[Records Boundary: Start]

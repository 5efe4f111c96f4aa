//! Per-resource coordination: keyed mutual exclusion and poll-until-ready.
//!
//! Locks serialize the short critical sections around shared per-resource
//! caches (one in-flight profile fetch per user, in-order sends per room).
//! The wait primitive parks a task until a resource that is expected to
//! appear eventually actually does, complaining on a cadence instead of
//! giving up.

use std::cell::RefCell;
use std::collections::HashMap;
use std::sync::Arc;
use std::time::{Duration, Instant};

use tokio::sync::Mutex;

use crate::errors::CoreError;

/// Lazily created per-key locks. Entries are never removed; the table is
/// bounded by the number of distinct resource ids seen over the process
/// lifetime.
#[derive(Default)]
pub struct ResourceGate {
    locks: RefCell<HashMap<String, Arc<Mutex<()>>>>,
}

impl ResourceGate {
    pub fn new() -> Self {
        Self::default()
    }

    /// The lock dedicated to `key`, created on first request and reused
    /// thereafter. Release happens on guard drop, on every exit path.
    pub fn lock_for(&self, key: &str) -> Arc<Mutex<()>> {
        self.locks
            .borrow_mut()
            .entry(key.to_string())
            .or_default()
            .clone()
    }

    pub fn len(&self) -> usize {
        self.locks.borrow().len()
    }

    pub fn is_empty(&self) -> bool {
        self.locks.borrow().is_empty()
    }
}

#[derive(Debug, Clone, Copy)]
pub struct WaitOptions {
    pub poll_interval: Duration,
    /// Warn after this many consecutive failed polls, and at every multiple
    /// thereafter. Zero disables the diagnostics.
    pub warn_after: u32,
}

impl Default for WaitOptions {
    fn default() -> Self {
        Self {
            poll_interval: Duration::from_millis(100),
            warn_after: 100,
        }
    }
}

impl WaitOptions {
    pub fn warn_after(mut self, attempts: u32) -> Self {
        self.warn_after = attempts;
        self
    }
}

/// Poll `check` on a fixed interval until it yields a value.
///
/// Never gives up: the resource is expected to eventually appear, and its
/// registration resolves the wait on the next poll. Progress diagnostics
/// carry the elapsed time and `context`. Dropping the returned future
/// cancels the wait; callers that need a deadline use
/// [`await_ready_timeout`] instead.
pub async fn await_ready<T>(
    mut check: impl FnMut() -> Option<T>,
    opts: WaitOptions,
    context: &str,
) -> T {
    let started = Instant::now();
    let mut failures: u32 = 0;

    loop {
        if let Some(value) = check() {
            return value;
        }

        failures += 1;
        if opts.warn_after > 0 && failures % opts.warn_after == 0 {
            tracing::warn!(
                context,
                elapsed_secs = started.elapsed().as_secs(),
                attempts = failures,
                "still waiting for resource"
            );
        }

        tokio::time::sleep(opts.poll_interval).await;
    }
}

/// [`await_ready`] under an external deadline. Expiry surfaces as
/// [`CoreError::ResourceUnavailable`] rather than an endless wait.
pub async fn await_ready_timeout<T>(
    check: impl FnMut() -> Option<T>,
    opts: WaitOptions,
    context: &str,
    deadline: Duration,
) -> Result<T, CoreError> {
    tokio::time::timeout(deadline, await_ready(check, opts, context))
        .await
        .map_err(|_| CoreError::ResourceUnavailable {
            context: context.to_string(),
        })
}

#[cfg(test)]
mod tests {
    use super::*;
    use std::cell::Cell;
    use std::rc::Rc;
    use tokio::task::LocalSet;

    #[test]
    fn lock_for_returns_the_same_lock_per_key() {
        let gate = ResourceGate::new();
        let first = gate.lock_for("@alice:example.org");
        let again = gate.lock_for("@alice:example.org");
        let other = gate.lock_for("@bob:example.org");

        assert!(Arc::ptr_eq(&first, &again));
        assert!(!Arc::ptr_eq(&first, &other));
        assert_eq!(gate.len(), 2);
    }

    #[tokio::test(flavor = "current_thread")]
    async fn at_most_one_holder_per_key() {
        let local = LocalSet::new();
        local
            .run_until(async {
                let gate = Rc::new(ResourceGate::new());
                let active = Rc::new(Cell::new(0u32));
                let max_active = Rc::new(Cell::new(0u32));

                let mut handles = Vec::new();
                for _ in 0..32 {
                    let gate = Rc::clone(&gate);
                    let active = Rc::clone(&active);
                    let max_active = Rc::clone(&max_active);
                    handles.push(tokio::task::spawn_local(async move {
                        let lock = gate.lock_for("!room:example.org");
                        let _guard = lock.lock().await;
                        active.set(active.get() + 1);
                        max_active.set(max_active.get().max(active.get()));
                        // Yield inside the critical section so contenders get
                        // a chance to misbehave if the lock were broken.
                        tokio::task::yield_now().await;
                        tokio::task::yield_now().await;
                        active.set(active.get() - 1);
                    }));
                }
                for handle in handles {
                    handle.await.unwrap();
                }

                assert_eq!(max_active.get(), 1);
            })
            .await;
    }

    #[tokio::test(start_paused = true)]
    async fn await_ready_polls_until_value() {
        let calls = Cell::new(0u32);
        let value = await_ready(
            || {
                calls.set(calls.get() + 1);
                (calls.get() >= 5).then_some(42)
            },
            WaitOptions::default(),
            "test resource",
        )
        .await;

        assert_eq!(value, 42);
        assert_eq!(calls.get(), 5);
    }

    #[tokio::test(start_paused = true)]
    async fn timeout_expiry_maps_to_resource_unavailable() {
        let err = await_ready_timeout(
            || None::<u32>,
            WaitOptions::default(),
            "never ready",
            Duration::from_secs(2),
        )
        .await
        .unwrap_err();

        assert!(matches!(err, CoreError::ResourceUnavailable { .. }));
    }
}
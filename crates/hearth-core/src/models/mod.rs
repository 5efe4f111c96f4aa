pub mod account;
pub mod device;
pub mod item;
pub mod member;
pub mod room;
pub mod room_event;
pub mod upload;

pub use account::Account;
pub use device::Device;
pub use item::{Item, ItemKind, ModelItem};
pub use member::Member;
pub use room::Room;
pub use room_event::RoomEvent;
pub use upload::{Upload, UploadStatus};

[Records Boundary: End]

The reply should consist of the full listing, copied exactly.

repository 5efe4f111c96f4aa
//! Per-resource coordination: keyed mutual exclusion and poll-until-ready.
//!
//! Locks serialize the short critical sections around shared per-resource
//! caches (one in-flight profile fetch per user, in-order sends per room).
//! The wait primitive parks a task until a resource that is expected to
//! appear eventually actually does, complaining on a cadence instead of
//! giving up.

use std::cell::RefCell;
use std::collections::HashMap;
use std::sync::Arc;
use std::time::{Duration, Instant};

use tokio::sync::Mutex;

use crate::errors::CoreError;

/// Lazily created per-key locks. Entries are never removed; the table is
/// bounded by the number of distinct resource ids seen over the process
/// lifetime.
#[derive(Default)]
pub struct ResourceGate {
    locks: RefCell<HashMap<String, Arc<Mutex<()>>>>,
}

impl ResourceGate {
    pub fn new() -> Self {
        Self::default()
    }

    /// The lock dedicated to `key`, created on first request and reused
    /// thereafter. Release happens on guard drop, on every exit path.
    pub fn lock_for(&self, key: &str) -> Arc<Mutex<()>> {
        self.locks
            .borrow_mut()
            .entry(key.to_string())
            .or_default()
            .clone()
    }

    pub fn len(&self) -> usize {
        self.locks.borrow().len()
    }

    pub fn is_empty(&self) -> bool {
        self.locks.borrow().is_empty()
    }
}

#[derive(Debug, Clone, Copy)]
pub struct WaitOptions {
    pub poll_interval: Duration,
    /// Warn after this many consecutive failed polls, and at every multiple
    /// thereafter. Zero disables the diagnostics.
    pub warn_after: u32,
}

impl Default for WaitOptions {
    fn default() -> Self {
        Self {
            poll_interval: Duration::from_millis(100),
            warn_after: 100,
        }
    }
}

impl WaitOptions {
    pub fn warn_after(mut self, attempts: u32) -> Self {
        self.warn_after = attempts;
        self
    }
}

/// Poll `check` on a fixed interval until it yields a value.
///
/// Never gives up: the resource is expected to eventually appear, and its
/// registration resolves the wait on the next poll. Progress diagnostics
/// carry the elapsed time and `context`. Dropping the returned future
/// cancels the wait; callers that need a deadline use
/// [`await_ready_timeout`] instead.
pub async fn await_ready<T>(
    mut check: impl FnMut() -> Option<T>,
    opts: WaitOptions,
    context: &str,
) -> T {
    let started = Instant::now();
    let mut failures: u32 = 0;

    loop {
        if let Some(value) = check() {
            return value;
        }

        failures += 1;
        if opts.warn_after > 0 && failures % opts.warn_after == 0 {
            tracing::warn!(
                context,
                elapsed_secs = started.elapsed().as_secs(),
                attempts = failures,
                "still waiting for resource"
            );
        }

        tokio::time::sleep(opts.poll_interval).await;
    }
}

/// [`await_ready`] under an external deadline. Expiry surfaces as
/// [`CoreError::ResourceUnavailable`] rather than an endless wait.
pub async fn await_ready_timeout<T>(
    check: impl FnMut() -> Option<T>,
    opts: WaitOptions,
    context: &str,
    deadline: Duration,
) -> Result<T, CoreError> {
    tokio::time::timeout(deadline, await_ready(check, opts, context))
        .await
        .map_err(|_| CoreError::ResourceUnavailable {
            context: context.to_string(),
        })
}

#[cfg(test)]
mod tests {
    use super::*;
    use std::cell::Cell;
    use std::rc::Rc;
    use tokio::task::LocalSet;

    #[test]
    fn lock_for_returns_the_same_lock_per_key() {
        let gate = ResourceGate::new();
        let first = gate.lock_for("@alice:example.org");
        let again = gate.lock_for("@alice:example.org");
        let other = gate.lock_for("@bob:example.org");

        assert!(Arc::ptr_eq(&first, &again));
        assert!(!Arc::ptr_eq(&first, &other));
        assert_eq!(gate.len(), 2);
    }

    #[tokio::test(flavor = "current_thread")]
    async fn at_most_one_holder_per_key() {
        let local = LocalSet::new();
        local
            .run_until(async {
                let gate = Rc::new(ResourceGate::new());
                let active = Rc::new(Cell::new(0u32));
                let max_active = Rc::new(Cell::new(0u32));

                let mut handles = Vec::new();
                for _ in 0..32 {
                    let gate = Rc::clone(&gate);
                    let active = Rc::clone(&active);
                    let max_active = Rc::clone(&max_active);
                    handles.push(tokio::task::spawn_local(async move {
                        let lock = gate.lock_for("!room:example.org");
                        let _guard = lock.lock().await;
                        active.set(active.get() + 1);
                        max_active.set(max_active.get().max(active.get()));
                        // Yield inside the critical section so contenders get
                        // a chance to misbehave if the lock were broken.
                        tokio::task::yield_now().await;
                        tokio::task::yield_now().await;
                        active.set(active.get() - 1);
                    }));
                }
                for handle in handles {
                    handle.await.unwrap();
                }

                assert_eq!(max_active.get(), 1);
            })
            .await;
    }

    #[tokio::test(start_paused = true)]
    async fn await_ready_polls_until_value() {
        let calls = Cell::new(0u32);
        let value = await_ready(
            || {
                calls.set(calls.get() + 1);
                (calls.get() >= 5).then_some(42)
            },
            WaitOptions::default(),
            "test resource",
        )
        .await;

        assert_eq!(value, 42);
        assert_eq!(calls.get(), 5);
    }

    #[tokio::test(start_paused = true)]
    async fn timeout_expiry_maps_to_resource_unavailable() {
        let err = await_ready_timeout(
            || None::<u32>,
            WaitOptions::default(),
            "never ready",
            Duration::from_secs(2),
        )
        .await
        .unwrap_err();

        assert!(matches!(err, CoreError::ResourceUnavailable { .. }));
    }
}
filename crates/hearth-core/src/models/mod.rs
repository 5efe4f111c96f4aa
pub mod account;
pub mod device;
pub mod item;
pub mod member;
pub mod room;
pub mod room_event;
pub mod upload;

pub use account::Account;
pub use device::Device;
pub use item::{Item, ItemKind, ModelItem};
pub use member::Member;
pub use room::Room;
pub use room_event::RoomEvent;
pub use upload::{Upload, UploadStatus};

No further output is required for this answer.